Alexandra Carlin, de 36 años, trabaja desde hace nueve para Symrise, una empresa líder en el mundo dedicada a elaborar aromas y sabores. En 2011 obtuvo el certificado de perfumista, y desde entonces se dedica a la creación de aromas, muchos de ellos para el mercado internacional. Algunos bajo demanda, otros de libre creación, pero todos de buen grado: «Algunos clientes quieren demasiados olores en su perfume, lo que hace que la composición sea inquieta. Entonces tengo que descubrir qué olor puedo sustraer», dice Carlin, que trabaja simultáneamente con hasta 200 aromas. El oficio lo aprendió en la escuela del perfume ISIPCA en Versalles y en la alemana Holzminden, donde la empresa tiene una escuela propia. Además profundizó sus conocimientos con un maestro perfumero de Grasse, la capital mundial del perfume en el sur de Francia, donde ya entrenó el sentido del olfato Jean-Baptiste Grenouille en el El Perfume de Patrick Süskind. En realidad quería ser escritora, llegar a las personas a través de la palabra. «Pero a los 18 años escuché en la radio a unos perfumistas hablando sobre su profesión y de repente me di cuenta de que este iba a ser el trabajo de mi vida». ¿Y qué se aprende en la universidad del perfume? ¿A oler? «Sí. Tanto tiempo como sea necesario hasta ser capaz de desbrozar los olores en sus distintos componentes y dosificar los ingredientes».

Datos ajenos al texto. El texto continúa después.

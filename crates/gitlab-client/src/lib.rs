//! GitLab issue tracker client.
//!
//! This crate provides a Rust client for the parts of the GitLab v4 REST API
//! the alert relay needs:
//!
//! - Searching a project's open issues by title
//! - Creating issues
//! - Adding notes (comments) to existing issues
//!
//! [`GitLabClient`] implements [`tracker_core::IssueTracker`], so it can be
//! handed directly to the upsert engine.
//!
//! # Example
//!
//! ```no_run
//! use gitlab_client::{GitLabClient, GitLabConfig};
//! use tracker_core::{IssueTracker, ProjectRef};
//!
//! # async fn example() -> Result<(), tracker_core::TrackerError> {
//! let config = GitLabConfig::new("https://gitlab.com/api/v4", "glpat-xxxx");
//! let client = GitLabClient::new(config)?;
//!
//! let project = ProjectRef::parse("ops/alerts").unwrap();
//! let issues = client.find_open_issues_by_title(&project, "HighCPU - host1").await?;
//! println!("{} candidate issues", issues.len());
//! # Ok(())
//! # }
//! ```

pub mod client;
pub mod config;
pub mod types;

pub use client::GitLabClient;
pub use config::{GitLabConfig, DEFAULT_TIMEOUT, PRIVATE_TOKEN_HEADER};
pub use types::{NewIssue, NewNote};

/// Crate version.
pub fn version() -> &'static str {
    env!("CARGO_PKG_VERSION")
}
//! HTTP contract tests for gitlab-client against a mock GitLab server.

use std::time::Duration;

use gitlab_client::{GitLabClient, GitLabConfig};
use serde_json::json;
use tracker_core::{CreatedIssue, IssueTracker, Phase, ProjectRef, TrackerError};
use wiremock::matchers::{body_json, header, method, path, query_param};
use wiremock::{Mock, MockServer, ResponseTemplate};

const TOKEN: &str = "glpat-test-token";

fn client_for(server: &MockServer) -> GitLabClient {
    let config = GitLabConfig::new(server.uri(), TOKEN).with_timeout(Duration::from_secs(2));
    GitLabClient::new(config).unwrap()
}

fn project() -> ProjectRef {
    ProjectRef::parse("42").unwrap()
}

// ============================================================================
// Construction
// ============================================================================

mod config_tests {
    use super::*;

    #[test]
    fn test_missing_token_is_configuration_error() {
        let result = GitLabClient::new(GitLabConfig::new("https://gitlab.example.com/api/v4", "  "));
        assert!(matches!(result, Err(TrackerError::Configuration(_))));
    }

    #[test]
    fn test_missing_url_is_configuration_error() {
        let result = GitLabClient::new(GitLabConfig::new("", TOKEN));
        assert!(matches!(result, Err(TrackerError::Configuration(_))));
    }

    #[test]
    fn test_client_name() {
        let client =
            GitLabClient::new(GitLabConfig::new("https://gitlab.example.com/api/v4", TOKEN))
                .unwrap();
        assert_eq!(client.name(), "GitLab");
    }
}

// ============================================================================
// Lookup
// ============================================================================

mod lookup_tests {
    use super::*;

    #[tokio::test]
    async fn test_search_sends_filters_and_token() {
        let server = MockServer::start().await;
        Mock::given(method("GET"))
            .and(path("/projects/42/issues"))
            .and(query_param("state", "opened"))
            .and(query_param("search", "HighCPU - host1"))
            .and(query_param("in", "title"))
            .and(header("PRIVATE-TOKEN", TOKEN))
            .respond_with(ResponseTemplate::new(200).set_body_json(json!([
                {"id": 100, "iid": 3, "title": "HighCPU - host1", "state": "opened"},
                {"id": 101, "iid": 4, "title": "HighCPU - host10", "state": "opened"}
            ])))
            .expect(1)
            .mount(&server)
            .await;

        let issues = client_for(&server)
            .find_open_issues_by_title(&project(), "HighCPU - host1")
            .await
            .unwrap();

        assert_eq!(issues.len(), 2);
        assert_eq!(issues[0].iid, 3);
        assert_eq!(issues[1].title, "HighCPU - host10");
    }

    #[tokio::test]
    async fn test_search_non_success_is_lookup_status_error() {
        let server = MockServer::start().await;
        Mock::given(method("GET"))
            .and(path("/projects/42/issues"))
            .respond_with(ResponseTemplate::new(503).set_body_string("maintenance"))
            .mount(&server)
            .await;

        let err = client_for(&server)
            .find_open_issues_by_title(&project(), "Disk full")
            .await
            .unwrap_err();

        match err {
            TrackerError::Status { phase, status, body } => {
                assert_eq!(phase, Phase::Lookup);
                assert_eq!(status, 503);
                assert_eq!(body, "maintenance");
            }
            other => panic!("unexpected error: {other:?}"),
        }
    }

    #[tokio::test]
    async fn test_search_malformed_body_is_decode_error() {
        let server = MockServer::start().await;
        Mock::given(method("GET"))
            .and(path("/projects/42/issues"))
            .respond_with(ResponseTemplate::new(200).set_body_string("<html>login</html>"))
            .mount(&server)
            .await;

        let err = client_for(&server)
            .find_open_issues_by_title(&project(), "Disk full")
            .await
            .unwrap_err();

        assert!(err.is_decode());
        assert_eq!(err.phase(), Some(Phase::Lookup));
    }

    #[tokio::test]
    async fn test_unreachable_server_is_transport_error() {
        let config = GitLabConfig::new("http://127.0.0.1:1", TOKEN)
            .with_timeout(Duration::from_millis(500));
        let client = GitLabClient::new(config).unwrap();

        let err = client
            .find_open_issues_by_title(&project(), "Disk full")
            .await
            .unwrap_err();

        assert!(matches!(
            err,
            TrackerError::Transport {
                phase: Phase::Lookup,
                ..
            }
        ));
    }
}

// ============================================================================
// Mutations
// ============================================================================

mod mutation_tests {
    use super::*;

    #[tokio::test]
    async fn test_create_posts_title_and_description() {
        let server = MockServer::start().await;
        Mock::given(method("POST"))
            .and(path("/projects/42/issues"))
            .and(header("PRIVATE-TOKEN", TOKEN))
            .and(header("content-type", "application/json"))
            .and(body_json(json!({
                "title": "HighCPU - host1",
                "description": "CPU > 90%"
            })))
            .respond_with(ResponseTemplate::new(201).set_body_json(json!({
                "id": 900,
                "iid": 12,
                "title": "HighCPU - host1",
                "state": "opened",
                "web_url": "https://gitlab.example.com/ops/alerts/-/issues/12"
            })))
            .expect(1)
            .mount(&server)
            .await;

        let created = client_for(&server)
            .create_issue(&project(), "HighCPU - host1", "CPU > 90%")
            .await
            .unwrap();

        assert_eq!(created.iid(), Some(12));
    }

    #[tokio::test]
    async fn test_create_with_unparseable_body_is_unconfirmed() {
        let server = MockServer::start().await;
        Mock::given(method("POST"))
            .and(path("/projects/42/issues"))
            .respond_with(ResponseTemplate::new(201).set_body_string("created"))
            .mount(&server)
            .await;

        let created = client_for(&server)
            .create_issue(&project(), "HighCPU - host1", "CPU > 90%")
            .await
            .unwrap();

        assert_eq!(created, CreatedIssue::Unconfirmed);
    }

    #[tokio::test]
    async fn test_create_rejected_is_create_status_error() {
        let server = MockServer::start().await;
        Mock::given(method("POST"))
            .and(path("/projects/42/issues"))
            .respond_with(ResponseTemplate::new(500))
            .mount(&server)
            .await;

        let err = client_for(&server)
            .create_issue(&project(), "HighCPU - host1", "CPU > 90%")
            .await
            .unwrap_err();

        assert_eq!(err.phase(), Some(Phase::Create));
        assert_eq!(err.status(), Some(500));
    }

    #[tokio::test]
    async fn test_comment_posts_note_body() {
        let server = MockServer::start().await;
        Mock::given(method("POST"))
            .and(path("/projects/42/issues/12/notes"))
            .and(header("PRIVATE-TOKEN", TOKEN))
            .and(body_json(json!({"body": "Alert fired again"})))
            .respond_with(ResponseTemplate::new(201).set_body_json(json!({"id": 1})))
            .expect(1)
            .mount(&server)
            .await;

        client_for(&server)
            .add_comment(&project(), 12, "Alert fired again")
            .await
            .unwrap();
    }

    #[tokio::test]
    async fn test_comment_rejected_is_comment_status_error() {
        let server = MockServer::start().await;
        Mock::given(method("POST"))
            .and(path("/projects/42/issues/12/notes"))
            .respond_with(ResponseTemplate::new(403).set_body_string("forbidden"))
            .mount(&server)
            .await;

        let err = client_for(&server)
            .add_comment(&project(), 12, "Alert fired again")
            .await
            .unwrap_err();

        assert_eq!(err.phase(), Some(Phase::Comment));
        assert_eq!(err.status(), Some(403));
    }
}
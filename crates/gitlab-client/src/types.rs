//! Request bodies sent to the GitLab API.

use serde::Serialize;

/// Body of `POST /projects/:id/issues`.
#[derive(Debug, Clone, Serialize)]
pub struct NewIssue<'a> {
    pub title: &'a str,
    pub description: &'a str,
}

/// Body of `POST /projects/:id/issues/:iid/notes`.
#[derive(Debug, Clone, Serialize)]
pub struct NewNote<'a> {
    pub body: &'a str,
}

Un talento muy especial que hay que mejorar día a día, pues todo el mundo puede aprender cuáles son las materias primas de un perfume, de eso está segura. Es una cuestión de tiempo. «Pero componer un perfume es un reto totalmente distinto. Hay que aprender a llegar a las personas, dar con el aroma exacto que conquiste sus corazones. Es como escribir una historia, pero sin palabras».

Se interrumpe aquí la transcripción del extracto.